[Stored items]

####################

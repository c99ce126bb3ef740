//! Tracing subscriber setup.
//!
//! The terminal is owned by the UI, so events go to a log file. Without a
//! file they are discarded.

use anyhow::{anyhow, Context, Result};
use navi_nexus::NAVIGATION_TARGET;
use std::fs::OpenOptions;
use std::sync::Arc;
use tracing_subscriber::EnvFilter;

use crate::config::UiConfig;

/// Environment variable that replaces the configured filter entirely.
pub const LOG_ENV: &str = "GRIDPATH_UI_LOG";

/// Filter used when `LOG_ENV` is unset.
pub fn default_filter(config: &UiConfig) -> Result<EnvFilter> {
    let mut filter = EnvFilter::try_new(&config.logging.level)
        .with_context(|| format!("Invalid log level: {}", config.logging.level))?;
    if config.navigation.tracing {
        let directive = format!("{NAVIGATION_TARGET}=debug");
        filter = filter.add_directive(directive.parse().context("Invalid navigation directive")?);
    }
    Ok(filter)
}

pub fn init(config: &UiConfig) -> Result<()> {
    let filter = match EnvFilter::try_from_env(LOG_ENV) {
        Ok(filter) => filter,
        Err(_) => default_filter(config)?,
    };

    let builder = tracing_subscriber::fmt()
        .with_env_filter(filter)
        .with_target(true)
        .with_ansi(false);

    let installed = match config.log_file() {
        Some(path) => {
            let file = OpenOptions::new()
                .create(true)
                .append(true)
                .open(&path)
                .with_context(|| format!("Failed to open log file: {}", path.display()))?;
            builder.with_writer(Arc::new(file)).try_init()
        }
        None => builder.with_writer(std::io::sink).try_init(),
    };
    installed.map_err(|e| anyhow!("Failed to initialize logging: {e}"))
}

####################

Output, from the data above, the lines from the line with "configured filter entirely." to the line with "pub fn init(config: &UiConfig)" exactly as they stand, both ends included and nothing else.

/// Environment variable that replaces the configured filter entirely.
pub const LOG_ENV: &str = "GRIDPATH_UI_LOG";

/// Filter used when `LOG_ENV` is unset.
pub fn default_filter(config: &UiConfig) -> Result<EnvFilter> {
    let mut filter = EnvFilter::try_new(&config.logging.level)
        .with_context(|| format!("Invalid log level: {}", config.logging.level))?;
    if config.navigation.tracing {
        let directive = format!("{NAVIGATION_TARGET}=debug");
        filter = filter.add_directive(directive.parse().context("Invalid navigation directive")?);
    }
    Ok(filter)
}

pub fn init(config: &UiConfig) -> Result<()> {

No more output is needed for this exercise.